Outras áreas apresentaram índices mais elevados. As pools de mineração registraram 21,7% de falhas graves, enquanto infraestrutura e ferramentas chegaram a 21,5%. Já swaps e exchanges ficaram em 20,9%.
As ferramentas voltadas à privacidade apresentaram o maior percentual, com 24%. Entretanto, os pesquisadores analisaram somente três projetos nessa categoria, o que limita qualquer comparação direta.
Enquanto isso, as bibliotecas de criptomoedas concentraram o maior volume absoluto. Foram 1.385 descobertas distribuídas por 128 projetos, representando mais de um quarto de todos os registros.

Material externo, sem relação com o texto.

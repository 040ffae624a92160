//! Subscription bookkeeping
//!
//! A subscription is identified by its canonical key: the channel followed by
//! the sorted `k=v` parameters, joined with `:`. The active set is what gets
//! replayed after a reconnect.

use meridian_core::CandleInterval;
use serde_json::{Map, Value};
use std::collections::{BTreeMap, HashMap};
use std::fmt;

use crate::config::Endpoint;
use crate::error::{GatewayError, Result};

#[derive(Debug, Clone, PartialEq, Eq)]
pub struct Subscription {
    channel: String,
    /// Sorted so the canonical key is order-independent
    params: BTreeMap<String, String>,
}

impl Subscription {
    pub fn new(channel: impl Into<String>) -> Self {
        Self {
            channel: channel.into(),
            params: BTreeMap::new(),
        }
    }

    pub fn param(mut self, key: impl Into<String>, value: impl Into<String>) -> Self {
        self.params.insert(key.into(), value.into());
        self
    }

    pub fn ticker(inst_id: &str) -> Self {
        Self::new("tickers").param("instId", inst_id)
    }

    pub fn books(inst_id: &str) -> Self {
        Self::new("books").param("instId", inst_id)
    }

    pub fn trades(inst_id: &str) -> Self {
        Self::new("trades").param("instId", inst_id)
    }

    pub fn candles(inst_id: &str, interval: CandleInterval) -> Self {
        Self::new(interval.channel()).param("instId", inst_id)
    }

    /// Order updates for an instrument type (`SPOT`, `SWAP`, ...)
    pub fn orders(inst_type: &str) -> Self {
        Self::new("orders").param("instType", inst_type)
    }

    pub fn account(ccy: &str) -> Self {
        Self::new("account").param("ccy", ccy)
    }

    pub fn channel(&self) -> &str {
        &self.channel
    }

    pub fn get(&self, key: &str) -> Option<&str> {
        self.params.get(key).map(String::as_str)
    }

    /// `channel:k1=v1:k2=v2` with parameters in key order
    pub fn key(&self) -> String {
        let mut key = self.channel.clone();
        for (k, v) in &self.params {
            key.push(':');
            key.push_str(k);
            key.push('=');
            key.push_str(v);
        }
        key
    }

    pub fn endpoint(&self) -> Option<Endpoint> {
        Endpoint::for_channel(&self.channel)
    }

    /// Reject malformed parameters before any I/O happens
    pub fn validate(&self) -> Result<()> {
        if self.channel.is_empty() {
            return Err(GatewayError::Validation("channel is empty".into()));
        }
        let endpoint = self.endpoint().ok_or_else(|| {
            GatewayError::Validation(format!("unknown channel '{}'", self.channel))
        })?;

        if endpoint == Endpoint::Business && CandleInterval::from_channel(&self.channel).is_none() {
            return Err(GatewayError::Validation(format!(
                "unknown candle interval in '{}'",
                self.channel
            )));
        }

        let required = match self.channel.as_str() {
            "orders" | "positions" => Some("instType"),
            "account" => Some("ccy"),
            "balance_and_position" => None,
            _ => Some("instId"),
        };
        if let Some(field) = required
            && self.get(field).is_none_or(str::is_empty)
        {
            return Err(GatewayError::Validation(format!(
                "channel '{}' requires '{}'",
                self.channel, field
            )));
        }
        Ok(())
    }

    /// The `args` entry sent on the wire
    pub fn to_arg(&self) -> Value {
        let mut arg = Map::new();
        arg.insert("channel".into(), Value::String(self.channel.clone()));
        for (k, v) in &self.params {
            arg.insert(k.clone(), Value::String(v.clone()));
        }
        Value::Object(arg)
    }
}

impl fmt::Display for Subscription {
    fn fmt(&self, f: &mut fmt::Formatter<'_>) -> fmt::Result {
        f.write_str(&self.key())
    }
}

/// Active subscriptions keyed by canonical key
#[derive(Debug, Default, Clone)]
pub struct SubscriptionSet {
    entries: HashMap<String, Subscription>,
}

impl SubscriptionSet {
    pub fn new() -> Self {
        Self::default()
    }

    /// Returns false if an equivalent subscription was already active
    pub fn insert(&mut self, subscription: Subscription) -> bool {
        let key = subscription.key();
        if self.entries.contains_key(&key) {
            return false;
        }
        self.entries.insert(key, subscription);
        true
    }

    /// Returns false if nothing matching was active
    pub fn remove(&mut self, subscription: &Subscription) -> bool {
        self.entries.remove(&subscription.key()).is_some()
    }

    pub fn contains(&self, subscription: &Subscription) -> bool {
        self.entries.contains_key(&subscription.key())
    }

    pub fn keys(&self) -> impl Iterator<Item = &str> {
        self.entries.keys().map(String::as_str)
    }

    pub fn iter(&self) -> impl Iterator<Item = &Subscription> {
        self.entries.values()
    }

    pub fn len(&self) -> usize {
        self.entries.len()
    }

    pub fn is_empty(&self) -> bool {
        self.entries.is_empty()
    }

    pub fn clear(&mut self) {
        self.entries.clear();
    }
}

#[cfg(test)]
mod tests {
    use super::*;

    #[test]
    fn test_key_is_order_independent() {
        let a = Subscription::new("orders")
            .param("instType", "SPOT")
            .param("instId", "BTC-USDT");
        let b = Subscription::new("orders")
            .param("instId", "BTC-USDT")
            .param("instType", "SPOT");
        assert_eq!(a.key(), b.key());
        assert_eq!(a.key(), "orders:instId=BTC-USDT:instType=SPOT");
    }

    #[test]
    fn test_set_is_idempotent() {
        let mut set = SubscriptionSet::new();
        assert!(set.insert(Subscription::ticker("BTC-USDT")));
        assert!(!set.insert(Subscription::ticker("BTC-USDT")));
        assert_eq!(set.len(), 1);

        assert!(set.remove(&Subscription::ticker("BTC-USDT")));
        assert!(!set.remove(&Subscription::ticker("BTC-USDT")));
        assert!(set.is_empty());
    }

    #[test]
    fn test_validation() {
        assert!(Subscription::ticker("BTC-USDT").validate().is_ok());
        assert!(Subscription::candles("BTC-USDT", CandleInterval::OneHour).validate().is_ok());
        assert!(Subscription::orders("SPOT").validate().is_ok());

        let missing_inst = Subscription::new("tickers");
        assert!(matches!(missing_inst.validate(), Err(GatewayError::Validation(_))));

        let bad_interval = Subscription::new("candle7m").param("instId", "BTC-USDT");
        assert!(matches!(bad_interval.validate(), Err(GatewayError::Validation(_))));

        let no_ccy = Subscription::new("account");
        assert!(no_ccy.validate().is_err());

        assert!(Subscription::new("").validate().is_err());
        assert!(Subscription::new("mystery").param("instId", "X").validate().is_err());
    }

    #[test]
    fn test_wire_arg() {
        let arg = Subscription::books("ETH-USDT").to_arg();
        assert_eq!(arg["channel"], "books");
        assert_eq!(arg["instId"], "ETH-USDT");
    }
}
//! One protocol client per endpoint, behind a single subscribe surface

use std::collections::HashMap;
use std::sync::Arc;

use crate::client::{EventSender, ProtocolClient};
use crate::config::{ClientConfig, Credentials, Endpoint};
use crate::error::{GatewayError, Result};
use crate::handler::MessageHandler;
use crate::subscription::Subscription;
use crate::transport::Connector;

pub struct ExchangeClient {
    clients: HashMap<Endpoint, Arc<ProtocolClient>>,
}

impl ExchangeClient {
    /// Build public and business clients, plus a private one when
    /// credentials are given
    pub fn new(
        config: &ClientConfig,
        credentials: Option<Credentials>,
        connector: Arc<dyn Connector>,
        handler: Arc<dyn MessageHandler>,
        events: Option<EventSender>,
    ) -> Self {
        let mut clients = HashMap::new();
        for endpoint in Endpoint::ALL {
            if endpoint.requires_login() && credentials.is_none() {
                continue;
            }
            let mut client =
                ProtocolClient::new(endpoint, config.clone(), connector.clone(), handler.clone());
            if endpoint.requires_login()
                && let Some(credentials) = &credentials
            {
                client = client.with_credentials(credentials.clone());
            }
            if let Some(events) = &events {
                client = client.with_events(events.clone());
            }
            clients.insert(endpoint, Arc::new(client));
        }
        Self { clients }
    }

    pub fn client(&self, endpoint: Endpoint) -> Option<Arc<ProtocolClient>> {
        self.clients.get(&endpoint).cloned()
    }

    pub fn has_private(&self) -> bool {
        self.clients.contains_key(&Endpoint::Private)
    }

    /// Connect every endpoint; stops at the first failure
    pub async fn connect_all(&self) -> Result<()> {
        for endpoint in Endpoint::ALL {
            if let Some(client) = self.clients.get(&endpoint) {
                client.connect().await?;
            }
        }
        Ok(())
    }

    pub async fn disconnect_all(&self) {
        for client in self.clients.values() {
            client.disconnect().await;
        }
    }

    pub async fn subscribe(&self, subscription: Subscription) -> Result<()> {
        self.route(&subscription)?.subscribe(subscription).await
    }

    pub async fn unsubscribe(&self, subscription: &Subscription) -> Result<()> {
        self.route(subscription)?.unsubscribe(subscription).await
    }

    fn route(&self, subscription: &Subscription) -> Result<&ProtocolClient> {
        subscription.validate()?;
        let endpoint = subscription.endpoint().ok_or_else(|| {
            GatewayError::Validation(format!("unknown channel '{}'", subscription.channel()))
        })?;
        self.clients
            .get(&endpoint)
            .map(Arc::as_ref)
            .ok_or_else(|| {
                GatewayError::Validation(format!(
                    "channel '{}' needs the {} endpoint, which requires credentials",
                    subscription.channel(),
                    endpoint
                ))
            })
    }
}
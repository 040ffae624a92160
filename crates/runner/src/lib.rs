//! Meridian Runner - Strategy Runtime
//!
//! Hosts one strategy per symbol on top of the market cache and the
//! exchange client:
//!
//! - **Lifecycle**: pure state machine for start / stop / pause / fail
//! - **Runtime**: the supervised polling task, trade execution and fills
//! - **Events**: snapshots published to the broadcast fan-out
//! - **Store**: in-memory persistence of strategy state and trades
//! - **Paper**: immediate-fill executor for running without live orders
//!
//! ## Architecture
//!
//! ```text
//!   ┌────────────────┐  pushes  ┌──────────────────┐
//!   │ ExchangeClient │─────────►│ MarketDispatcher │──► MarketStateCache
//!   └──────┬─────────┘          └────────┬─────────┘
//!          │ orders                      │ account updates
//!          ▼                             ▼
//!   ┌──────────────┐  execute   ┌────────────────┐  events  ┌───────────┐
//!   │ OrderExecutor│◄───────────│ StrategyRuntime│─────────►│  Fan-out  │
//!   └──────────────┘            └────────┬───────┘          └───────────┘
//!                                        │ state, trades
//!                                        ▼
//!                                 ┌────────────┐
//!                                 │ StateStore │
//!                                 └────────────┘
//! ```

pub mod config;
pub mod error;
pub mod events;
pub mod lifecycle;
pub mod paper;
pub mod runtime;
pub mod store;

pub use config::{
    AppConfig, ConfigError, RuntimeConfig, load_config, load_config_from_str, load_default_config,
};
pub use error::{RuntimeError, TradeRejected};
pub use events::{EventPublisher, RuntimeEvent, RuntimeEventKind, RuntimeSnapshot};
pub use lifecycle::{Effect, LifecycleEvent, Transition, transition};
pub use paper::PaperExecutor;
pub use runtime::{RuntimeDeps, StrategyRuntime, TradeOutcome};
pub use store::InMemoryStateStore;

Falha da Coldcard aumentou preocupação com segurança
O movimento do Bitcoin Red Team ganhou força depois de um problema relacionado à geração de sementes em determinados dispositivos Coldcard. Em 30 de julho, a Coinkite informou que alguns aparelhos passaram a utilizar uma rotina de software previsível durante a geração das sementes.
O problema envolvia a participação limitada do elemento seguro na geração da aleatoriedade. Segundo os dados divulgados, apenas 32 bits vinham desse componente, o que reduzia o espaço de busca para aproximadamente 4,3 bilhões de possibilidades.
O episódio também chamou atenção por seus possíveis efeitos financeiros. Em 4 de agosto, a Galaxy Research estimou 1.596 BTC roubados de aproximadamente 7.300 endereços. Uma possível quarta onda de ataques poderia elevar o prejuízo para perto de US$ 130 milhões, embora a própria empresa tenha destacado que sua lista de endereços não era definitiva.
Além disso, o caso voltou a colocar a geração de números aleatórios no centro das discussões sobre segurança do Bitcoin. Problemas semelhantes já apareceram em outros projetos do setor, incluindo o bug Milk Sad, identificado em 2023, e a vulnerabilidade Ill Bloom, associada a carteiras que utilizavam um gerador JavaScript considerado fraco.
Segurança do Bitcoin recebe novo incentivo para pesquisadores
Diante desse cenário, a OpenSats anunciou uma nova iniciativa para financiar pesquisadores envolvidos na identificação de falhas. O programa Code RED oferece recursos para desenvolvedores que encontrarem e divulgarem vulnerabilidades, além de cobrir despesas relacionadas ao uso de ferramentas de inteligência artificial durante as análises.
O movimento mostra que a indústria começa a direcionar mais recursos para auditorias e pesquisas independentes. Encontrar uma falha antes que um invasor consiga explorá-la pode representar uma diferença significativa para usuários e desenvolvedores.
Apesar do número elevado apresentado pelo Bitcoin Red Team, os dados não indicam que milhares de ataques estejam acontecendo contra a rede Bitcoin. Trata-se de descobertas em diferentes projetos e bases de código, e muitas delas jamais chegarão a uma exploração real.
Ainda assim, o levantamento reforça uma mensagem importante: a segurança do Bitcoin depende não apenas da rede principal, mas também de toda a infraestrutura construída ao seu redor. Carteiras, bibliotecas, ferramentas, exchanges e outros componentes continuam exigindo auditorias constantes para reduzir os riscos do ecossistema.